Dataset entries
+---+

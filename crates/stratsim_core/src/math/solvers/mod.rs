//! Root-finding solvers for numerical computation.
//!
//! Used by the internal rate of return search and available to callers that
//! need to invert other monotone financial relationships (e.g. solving for
//! the price that hits a target break-even volume).
//!
//! ## Available Solvers
//!
//! - [`NewtonRaphsonSolver`]: Fast quadratic convergence using derivatives
//! - [`BrentSolver`]: Robust bracketing method without derivative requirement
//!
//! ## Configuration
//!
//! Both solvers use [`SolverConfig`] for configuring:
//! - `tolerance`: Convergence tolerance (default: 1e-10)
//! - `max_iterations`: Maximum iteration count (default: 100)
//!
//! ## Examples
//!
//! ```
//! use stratsim_core::math::solvers::{BrentSolver, SolverConfig};
//!
//! // Rate at which a single 1000 outlay returning 1100 breaks even
//! let f = |r: f64| -1000.0 + 1100.0 / (1.0 + r);
//!
//! let solver = BrentSolver::new(SolverConfig::default());
//! let root = solver.find_root(f, 0.0, 1.0).unwrap();
//! assert!((root - 0.1).abs() < 1e-9);
//! ```

mod brent;
mod config;
mod newton_raphson;

pub use brent::BrentSolver;
pub use config::SolverConfig;
pub use newton_raphson::NewtonRaphsonSolver;
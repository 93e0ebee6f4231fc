//! Internal rate of return.
//!
//! The IRR is the rate `r` at which `npv(cash_flows, r) == 0`. The search
//! runs in two stages:
//!
//! 1. **Bracketing**: NPV is evaluated on a fixed grid from [`RATE_FLOOR`]
//!    to [`RATE_CEILING`]. The first pair of adjacent grid points with
//!    opposite NPV signs brackets the lowest root in range.
//! 2. **Refinement**: Brent's method narrows the bracket to the requested
//!    tolerance within the iteration budget.
//!
//! When the grid finds no bracket (e.g. a root above the ceiling),
//! Newton-Raphson seeded at 10% is tried as a fallback, with iterates held
//! above the floor. If that fails too, the result is `Ok(None)`.

use super::npv::{npv_derivative, npv_unchecked};
use crate::math::solvers::{BrentSolver, NewtonRaphsonSolver, SolverConfig};
use crate::types::AnalysisError;

/// Lowest rate considered by the bracketing grid.
pub const RATE_FLOOR: f64 = -0.99;

/// Highest rate considered by the bracketing grid.
pub const RATE_CEILING: f64 = 10.0;

/// Grid spacing for the bracketing scan.
const GRID_STEP: f64 = 0.01;

/// Initial guess for the Newton-Raphson fallback.
const NEWTON_SEED: f64 = 0.1;

/// Computes the internal rate of return with default bounds
/// (`max_iterations = 100`, `tolerance = 1e-6`).
///
/// # Returns
///
/// - `Ok(Some(rate))` when a root is found
/// - `Ok(None)` when the series has no sign change or no root converges
///
/// # Errors
///
/// Returns `AnalysisError::InvalidInput` when `cash_flows` has fewer than
/// two entries.
///
/// # Examples
///
/// ```
/// use stratsim_core::finance::irr;
///
/// let rate = irr(&[-1000.0, 300.0, 400.0, 500.0, 600.0]).unwrap().unwrap();
/// assert!((rate - 0.1486).abs() < 1e-4);
///
/// // All inflows: no sign change, no IRR
/// assert_eq!(irr(&[100.0, 100.0, 100.0]).unwrap(), None);
/// ```
pub fn irr(cash_flows: &[f64]) -> Result<Option<f64>, AnalysisError> {
    let config = SolverConfig::rate_search();
    irr_with(cash_flows, config.max_iterations, config.tolerance)
}

/// Computes the internal rate of return with explicit search bounds.
///
/// `tolerance` applies to `|NPV|` at the returned rate and to the width of
/// the final bracket; `max_iterations` bounds each refinement stage.
///
/// # Errors
///
/// - Fewer than two cash flows
/// - `max_iterations == 0` or a non-positive/non-finite `tolerance`
pub fn irr_with(
    cash_flows: &[f64],
    max_iterations: usize,
    tolerance: f64,
) -> Result<Option<f64>, AnalysisError> {
    if cash_flows.len() < 2 {
        return Err(AnalysisError::invalid(
            "IRR requires at least two cash flows",
        ));
    }
    let config = SolverConfig::try_new(tolerance, max_iterations)?;

    if !has_sign_change(cash_flows) {
        tracing::debug!(
            periods = cash_flows.len(),
            "cash flows have no sign change; IRR undefined"
        );
        return Ok(None);
    }

    let f = |r: f64| npv_unchecked(cash_flows, r);

    if let Some((lo, hi)) = find_bracket(&f) {
        if lo == hi {
            return Ok(Some(lo));
        }
        match BrentSolver::new(config).find_root(f, lo, hi) {
            Ok(rate) => return Ok(Some(rate)),
            Err(err) => {
                tracing::warn!(%err, lo, hi, "IRR refinement failed inside bracket");
                return Ok(None);
            }
        }
    }

    let newton = NewtonRaphsonSolver::new(config).with_lower_bound(RATE_FLOOR);
    match newton.find_root(f, |r| npv_derivative(cash_flows, r), NEWTON_SEED) {
        Ok(rate) if rate.is_finite() && rate > -1.0 => Ok(Some(rate)),
        Ok(_) => Ok(None),
        Err(err) => {
            tracing::debug!(%err, "no IRR found by bracketing or Newton-Raphson");
            Ok(None)
        }
    }
}

/// Returns `true` when the series contains both a strictly positive and a
/// strictly negative flow.
fn has_sign_change(cash_flows: &[f64]) -> bool {
    let positive = cash_flows.iter().any(|&cf| cf > 0.0);
    let negative = cash_flows.iter().any(|&cf| cf < 0.0);
    positive && negative
}

/// Scans the rate grid for the first sign change of `f`.
///
/// Returns `(r, r)` when the grid lands exactly on a root. Grid points where
/// `f` is not finite are skipped.
fn find_bracket<F: Fn(f64) -> f64>(f: &F) -> Option<(f64, f64)> {
    let steps = ((RATE_CEILING - RATE_FLOOR) / GRID_STEP).round() as usize;
    let mut previous: Option<(f64, f64)> = None;

    for k in 0..=steps {
        let rate = RATE_FLOOR + k as f64 * GRID_STEP;
        let value = f(rate);
        if !value.is_finite() {
            previous = None;
            continue;
        }
        if value == 0.0 {
            return Some((rate, rate));
        }
        if let Some((prev_rate, prev_value)) = previous {
            if (prev_value > 0.0) != (value > 0.0) {
                return Some((prev_rate, rate));
            }
        }
        previous = Some((rate, value));
    }
    None
}

#[cfg(test)]
mod tests {
    use super::*;
    use approx::assert_abs_diff_eq;

    #[test]
    fn test_irr_golden_value() {
        let rate = irr(&[-1000.0, 300.0, 400.0, 500.0, 600.0])
            .unwrap()
            .unwrap();
        assert_abs_diff_eq!(rate, 0.1486, epsilon = 1e-4);
    }

    #[test]
    fn test_irr_single_period() {
        let rate = irr(&[-100_000.0, 150_000.0]).unwrap().unwrap();
        assert_abs_diff_eq!(rate, 0.5, epsilon = 1e-5);
    }

    #[test]
    fn test_irr_root_npv_is_near_zero() {
        let flows = [-100_000.0, 30_000.0, 35_000.0, 40_000.0, 45_000.0];
        let rate = irr(&flows).unwrap().unwrap();
        assert!(rate > 0.0 && rate < 1.0);
        // Within one unit of currency on a 100k outlay
        assert!(npv_unchecked(&flows, rate).abs() < 1.0);
    }

    #[test]
    fn test_irr_low_return_project() {
        let flows = [-100_000.0, 10_000.0, 15_000.0, 20_000.0, 25_000.0];
        let rate = irr(&flows).unwrap().unwrap();
        assert!(rate < 0.0, "losing project should have negative IRR, got {}", rate);
    }

    #[test]
    fn test_irr_all_positive_is_none() {
        assert_eq!(irr(&[100.0, 100.0, 100.0]).unwrap(), None);
    }

    #[test]
    fn test_irr_all_negative_is_none() {
        assert_eq!(irr(&[-100_000.0, -10_000.0, -15_000.0]).unwrap(), None);
    }

    #[test]
    fn test_irr_zero_rate_distinct_from_none() {
        let rate = irr(&[-100.0, 100.0]).unwrap();
        assert!(rate.is_some());
        assert_abs_diff_eq!(rate.unwrap(), 0.0, epsilon = 1e-5);
    }

    #[test]
    fn test_irr_root_above_grid_uses_newton() {
        // IRR = 19 (1900%), beyond the bracketing ceiling
        let rate = irr(&[-1.0, 20.0]).unwrap().unwrap();
        assert_abs_diff_eq!(rate, 19.0, epsilon = 1e-4);
    }

    #[test]
    fn test_irr_too_few_flows() {
        assert!(irr(&[]).unwrap_err().is_invalid_input());
        assert!(irr(&[-100.0]).unwrap_err().is_invalid_input());
    }

    #[test]
    fn test_irr_with_rejects_bad_bounds() {
        let flows = [-100.0, 110.0];
        assert!(irr_with(&flows, 0, 1e-6).is_err());
        assert!(irr_with(&flows, 100, 0.0).is_err());
    }

    #[test]
    fn test_irr_with_tiny_budget_returns_none() {
        let flows = [-1000.0, 300.0, 400.0, 500.0, 600.0];
        assert_eq!(irr_with(&flows, 1, 1e-12).unwrap(), None);
    }

    #[test]
    fn test_irr_multiple_sign_changes_returns_a_root() {
        // Roots at 10% and 20%
        let flows = [-100.0, 230.0, -132.0];
        let rate = irr(&flows).unwrap().unwrap();
        assert!(npv_unchecked(&flows, rate).abs() < 1e-3);
        assert!((rate - 0.1).abs() < 1e-4 || (rate - 0.2).abs() < 1e-4);
    }

    #[test]
    fn test_irr_is_deterministic() {
        let flows = [-500.0, 200.0, 200.0, 200.0];
        assert_eq!(irr(&flows).unwrap(), irr(&flows).unwrap());
    }
}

+---+

**Task directions:**
Check each line of the data above for the string "which" and report only how many lines have it.

**Answer below:**
2